Stitch Fix Posts Q3 2026 Revenue Growth, Adjusted EBITDA Above Guidance
The quarter’s adjusted earnings before interest, taxes, depreciation and amortization (EBITDA) reached $13.2 million, translating into a 3.9 percent margin. Gross margin stood at 43.7 percent, and contribution margin exceeded 30 percent for the ninth straight quarter. Advertising spend represented 10.2 percent of revenue, in line with expectations. Cash and investments totaled $229.4 million, and free cash flow amounted to $6.5 million. The company also repurchased 4.5 million shares for $15.1 million under its share‑repurchase program.
Operational momentum came from a 6.4 percent year‑over‑year rise in average order value (AOV), driven by larger Fix orders and higher average unit retail (AUR). The Fix channel—Stitch Fix’s curated apparel, footwear and accessories service—recorded growth across both women’s and men’s lines. Activewear and athleisure categories expanded 50 percent year‑over‑year, buoyed by private‑brand offerings from Montgomery, Post, 41, Hawthorne, Market, Spruce, Aylesbury, Travis Mathew, Vuori and Bonobos.
Stitch Fix also spotlighted its household‑account feature, which lets a primary client add family members to a single account. The tool has accelerated organic adoption and is expected to broaden wallet share. The firm continues to pour resources into AI‑driven tools, such as Stitch Fix Vision for personalized outfit visualizations and machine‑learning models that accelerate private‑brand assortment development.
Looking ahead, the company projects fourth‑quarter revenue between $322 million and $327 million and adjusted EBITDA between $7 million and $10 million. Full‑year guidance has been tightened: revenue is now projected between $1.346 billion and $1.351 billion, and adjusted EBITDA between $49 million and $52 million. Gross margin guidance remains 43–44 percent, and advertising expense guidance is 9–10 percent of revenue.
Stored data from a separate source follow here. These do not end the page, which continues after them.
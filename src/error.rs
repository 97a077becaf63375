//! Structured error types for the layout engine.
//!
//! Configuration problems (unknown style, bad geometry, malformed tables) are
//! fatal and surface before any page is emitted. Content-local problems such
//! as broken inline markup are recovered where they happen and only logged.

use thiserror::Error;

/// The unified error type returned by all public pageflow API functions.
#[derive(Debug, Error)]
pub enum LayoutError {
    /// A block referenced a style name that was never registered.
    #[error("unknown style `{name}`")]
    UnknownStyle { name: String },

    /// A style was registered with attributes outside their valid range.
    #[error("invalid style `{name}`: {reason}")]
    InvalidStyle { name: String, reason: String },

    /// Registration was attempted after the registry was frozen for layout.
    #[error("cannot register style `{name}`: the registry is frozen")]
    RegistryFrozen { name: String },

    /// Page or column dimensions are zero, negative or not finite.
    #[error("invalid geometry: {0}")]
    InvalidGeometry(String),

    /// A table whose shape contradicts its column definitions.
    #[error("invalid table: {0}")]
    InvalidTable(String),

    /// Inline markup could not be parsed. Never aborts a layout pass; the
    /// parser recovers and reports this alongside its output.
    #[error("malformed markup at byte {offset}: {reason}")]
    MalformedMarkup { offset: usize, reason: String },

    /// The text measurer returned a size layout cannot work with.
    #[error("unmeasurable content {text:?}: width {width}, line height {line_height}")]
    UnmeasurableContent {
        text: String,
        width: f64,
        line_height: f64,
    },

    /// JSON input failed to parse as a valid document.
    #[error("failed to parse document: {source}{}", format_hint(.hint))]
    Parse {
        #[source]
        source: serde_json::Error,
        hint: String,
    },
}

fn format_hint(hint: &str) -> String {
    if hint.is_empty() {
        String::new()
    } else {
        format!("\n  Hint: {hint}")
    }
}

impl From<serde_json::Error> for LayoutError {
    fn from(e: serde_json::Error) -> Self {
        let hint = match e.classify() {
            serde_json::error::Category::Syntax => {
                "Check for trailing commas, missing quotes, or unescaped characters.".to_string()
            }
            serde_json::error::Category::Data => {
                "The JSON is valid but doesn't match the document schema. Check block `type` tags and field names.".to_string()
            }
            serde_json::error::Category::Eof => {
                "Unexpected end of input. Is the JSON truncated?".to_string()
            }
            serde_json::error::Category::Io => String::new(),
        };
        LayoutError::Parse { source: e, hint }
    }
}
Management noted that active‑client growth is expected to slow slightly in Q4, with a forecasted sequential decline of about 0.5 to 1 percent. Nevertheless, year‑over‑year active‑client growth is projected to continue, and the firm expects AOV growth to stay above 6 percent year‑over‑year in Q4, reflecting the momentum built in the first half of the year.
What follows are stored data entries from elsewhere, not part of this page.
//! # Style Registry
//!
//! Named, immutable paragraph styles. A style is registered once under a
//! name, blocks refer to it by that name, and layout resolves the name to
//! the concrete attributes.
//!
//! The registry has an explicit freeze point. Before the first layout pass
//! styles may be added or replaced; [`StyleRegistry::freeze`] then hands out
//! a [`FrozenStyles`] snapshot, which is the only form the layout engine
//! accepts. The snapshot is cheap to clone and safe to share between threads
//! running independent passes.

use std::collections::HashMap;
use std::sync::Arc;

use serde::{Deserialize, Serialize};

use crate::error::LayoutError;

/// Visual attributes of a paragraph.
#[derive(Debug, Clone, PartialEq, Serialize, Deserialize)]
#[serde(rename_all = "camelCase", default)]
pub struct Style {
    /// Font reference handed to the text measurer and the rendering sink.
    pub font: String,
    /// Font size in points.
    pub size: f64,
    /// Text color.
    pub color: Color,
    /// Distance between consecutive baselines, in points.
    pub leading: f64,
    /// Horizontal alignment of each line.
    pub alignment: Alignment,
    /// Vertical space above the paragraph.
    pub space_before: f64,
    /// Vertical space below the paragraph.
    pub space_after: f64,
    /// Base weight. Inline `<b>` makes text bold regardless.
    pub bold: bool,
    /// Base slant. Inline `<i>` makes text italic regardless.
    pub italic: bool,
    /// Extra indent applied to the first line only.
    pub first_line_indent: f64,
    /// Minimum number of lines left at the bottom of a page when the
    /// paragraph splits (orphan control). 1 disables the check.
    pub orphans: u32,
    /// Minimum number of lines carried to the next page (widow control).
    pub widows: u32,
}

impl Default for Style {
    fn default() -> Self {
        Self {
            font: "Helvetica".to_string(),
            size: 10.0,
            color: Color::BLACK,
            leading: 12.0,
            alignment: Alignment::Left,
            space_before: 0.0,
            space_after: 0.0,
            bold: false,
            italic: false,
            first_line_indent: 0.0,
            orphans: 1,
            widows: 1,
        }
    }
}

impl Style {
    /// Check the attribute constraints every registered style must meet.
    pub fn validate(&self, name: &str) -> Result<(), LayoutError> {
        let invalid = |reason: String| LayoutError::InvalidStyle {
            name: name.to_string(),
            reason,
        };
        if !(self.size.is_finite() && self.size > 0.0) {
            return Err(invalid(format!("size must be > 0, got {}", self.size)));
        }
        if !(self.leading.is_finite() && self.leading > 0.0) {
            return Err(invalid(format!("leading must be > 0, got {}", self.leading)));
        }
        for (field, value) in [
            ("spaceBefore", self.space_before),
            ("spaceAfter", self.space_after),
            ("firstLineIndent", self.first_line_indent),
        ] {
            if !(value.is_finite() && value >= 0.0) {
                return Err(invalid(format!("{field} must be >= 0, got {value}")));
            }
        }
        Ok(())
    }
}

#[derive(Debug, Clone, Copy, Default, PartialEq, Eq, Serialize, Deserialize)]
pub enum Alignment {
    #[default]
    Left,
    Center,
    Right,
    Justify,
}

/// An RGBA color.
#[derive(Debug, Clone, Copy, PartialEq, Serialize, Deserialize)]
pub struct Color {
    pub r: f64, // 0.0 - 1.0
    pub g: f64,
    pub b: f64,
    #[serde(default = "opaque")]
    pub a: f64,
}

fn opaque() -> f64 {
    1.0
}

impl Color {
    pub const BLACK: Color = Color {
        r: 0.0,
        g: 0.0,
        b: 0.0,
        a: 1.0,
    };
    pub const WHITE: Color = Color {
        r: 1.0,
        g: 1.0,
        b: 1.0,
        a: 1.0,
    };

    pub fn rgb(r: f64, g: f64, b: f64) -> Self {
        Self { r, g, b, a: 1.0 }
    }

    /// Parse `#rgb` or `#rrggbb`. Anything else yields black.
    pub fn hex(hex: &str) -> Self {
        Self::parse_hex(hex).unwrap_or(Color::BLACK)
    }

    /// Strict variant of [`Color::hex`], used where bad input must be noticed.
    pub fn parse_hex(hex: &str) -> Option<Self> {
        let hex = hex.trim().trim_start_matches('#');
        if !hex.is_ascii() {
            return None;
        }
        let (r, g, b) = match hex.len() {
            3 => (
                u8::from_str_radix(&hex[0..1].repeat(2), 16).ok()?,
                u8::from_str_radix(&hex[1..2].repeat(2), 16).ok()?,
                u8::from_str_radix(&hex[2..3].repeat(2), 16).ok()?,
            ),
            6 => (
                u8::from_str_radix(&hex[0..2], 16).ok()?,
                u8::from_str_radix(&hex[2..4], 16).ok()?,
                u8::from_str_radix(&hex[4..6], 16).ok()?,
            ),
            _ => return None,
        };
        Some(Self {
            r: r as f64 / 255.0,
            g: g as f64 / 255.0,
            b: b as f64 / 255.0,
            a: 1.0,
        })
    }
}

impl Default for Color {
    fn default() -> Self {
        Color::BLACK
    }
}

/// The brochure palette the default style set is built from.
pub mod palette {
    use super::Color;

    pub fn dark() -> Color {
        Color::hex("#0f172a")
    }
    pub fn blue() -> Color {
        Color::hex("#2563eb")
    }
    pub fn blue_light() -> Color {
        Color::hex("#eff6ff")
    }
    pub fn blue_mid() -> Color {
        Color::hex("#3b82f6")
    }
    pub fn slate() -> Color {
        Color::hex("#475569")
    }
    pub fn slate_light() -> Color {
        Color::hex("#94a3b8")
    }
    pub fn slate_bg() -> Color {
        Color::hex("#f8fafc")
    }
    pub fn green() -> Color {
        Color::hex("#059669")
    }
    pub fn purple() -> Color {
        Color::hex("#7c3aed")
    }
    pub fn orange() -> Color {
        Color::hex("#ea580c")
    }
    pub fn border() -> Color {
        Color::hex("#e2e8f0")
    }
}

/// Mutable registry used while a document's styles are being defined.
#[derive(Debug, Clone, Default)]
pub struct StyleRegistry {
    styles: HashMap<String, Style>,
    frozen: bool,
}

impl StyleRegistry {
    pub fn new() -> Self {
        Self::default()
    }

    /// A registry pre-populated with the brochure style set: cover, heading,
    /// body, bullet, caption and table styles.
    pub fn with_defaults() -> Self {
        let mut registry = Self::new();
        for (name, style) in default_styles() {
            // Defaults are known-valid and the registry is fresh.
            registry.styles.insert(name.to_string(), style);
        }
        registry
    }

    /// Register `style` under `name`, replacing any earlier definition.
    pub fn register(&mut self, name: impl Into<String>, style: Style) -> Result<(), LayoutError> {
        let name = name.into();
        if self.frozen {
            return Err(LayoutError::RegistryFrozen { name });
        }
        style.validate(&name)?;
        self.styles.insert(name, style);
        Ok(())
    }

    pub fn resolve(&self, name: &str) -> Result<&Style, LayoutError> {
        self.styles
            .get(name)
            .ok_or_else(|| LayoutError::UnknownStyle {
                name: name.to_string(),
            })
    }

    pub fn is_frozen(&self) -> bool {
        self.frozen
    }

    /// Stop accepting registrations and return the read-only view used by
    /// layout passes. Calling it again returns an equal snapshot.
    pub fn freeze(&mut self) -> FrozenStyles {
        self.frozen = true;
        FrozenStyles {
            styles: Arc::new(self.styles.clone()),
        }
    }
}

/// Read-only style lookup shared by layout passes.
#[derive(Debug, Clone)]
pub struct FrozenStyles {
    styles: Arc<HashMap<String, Style>>,
}

impl FrozenStyles {
    pub fn resolve(&self, name: &str) -> Result<&Style, LayoutError> {
        self.styles
            .get(name)
            .ok_or_else(|| LayoutError::UnknownStyle {
                name: name.to_string(),
            })
    }

    pub fn len(&self) -> usize {
        self.styles.len()
    }

    pub fn is_empty(&self) -> bool {
        self.styles.is_empty()
    }
}

fn make_style(
    size: f64,
    color: Color,
    leading: f64,
    alignment: Alignment,
    space_before: f64,
    space_after: f64,
    bold: bool,
) -> Style {
    Style {
        font: if bold { "Helvetica-Bold" } else { "Helvetica" }.to_string(),
        size,
        color,
        leading,
        alignment,
        space_before,
        space_after,
        bold,
        ..Style::default()
    }
}

fn default_styles() -> Vec<(&'static str, Style)> {
    use palette::*;
    use Alignment::*;
    vec![
        ("CoverTitle", make_style(28.0, dark(), 36.0, Center, 0.0, 0.0, true)),
        ("CoverSub", make_style(14.0, blue(), 20.0, Center, 0.0, 0.0, false)),
        ("CoverDesc", make_style(11.0, slate(), 18.0, Center, 0.0, 0.0, false)),
        ("H1", make_style(20.0, dark(), 28.0, Left, 10.0, 8.0, true)),
        ("H2", make_style(14.0, blue(), 20.0, Left, 16.0, 6.0, true)),
        ("H3", make_style(12.0, dark(), 18.0, Left, 10.0, 4.0, true)),
        ("Body", make_style(10.0, slate(), 17.0, Justify, 0.0, 4.0, false)),
        ("BodyDark", make_style(10.0, dark(), 17.0, Justify, 0.0, 4.0, false)),
        ("Bullet", make_style(10.0, slate(), 17.0, Left, 0.0, 2.0, false)),
        ("Small", make_style(9.0, slate_light(), 14.0, Left, 0.0, 0.0, false)),
        ("Badge", make_style(9.0, blue(), 14.0, Left, 0.0, 0.0, true)),
        ("Footer", make_style(8.0, slate_light(), 12.0, Center, 0.0, 0.0, false)),
        ("Caption", make_style(9.0, slate(), 14.0, Center, 4.0, 0.0, false)),
        ("TableHeader", make_style(9.0, Color::WHITE, 14.0, Center, 0.0, 0.0, true)),
        ("TableBody", make_style(9.0, dark(), 14.0, Left, 0.0, 0.0, false)),
    ]
}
The balance sheet stays solid, with no debt and a cash position that supports ongoing investment in client experience, assortment expansion and AI initiatives. Inventory at quarter‑end was $132.2 million, up 15.6 percent year‑over‑year, reflecting higher demand for larger Fix orders.
Stitch Fix’s strategy centers on three growth levers: expanding activewear, footwear and accessories; deepening client engagement through AI and household accounts; and maintaining disciplined cost management. The firm’s FY26 outlook signals confidence that these initiatives will sustain revenue growth, improve margins and ultimately move the business toward net‑income profitability.
Investor reactions were muted, with shares trading within a narrow range after the call. Analysts highlighted the company’s disciplined expense management and continued focus on high‑value clients as key strengths heading into the remainder of the year.
In short, Stitch Fix delivered a solid third quarter, surpassing revenue and adjusted EBITDA guidance, and reinforced its long‑term strategy of leveraging data and AI to grow a high‑value client base while maintaining profitability.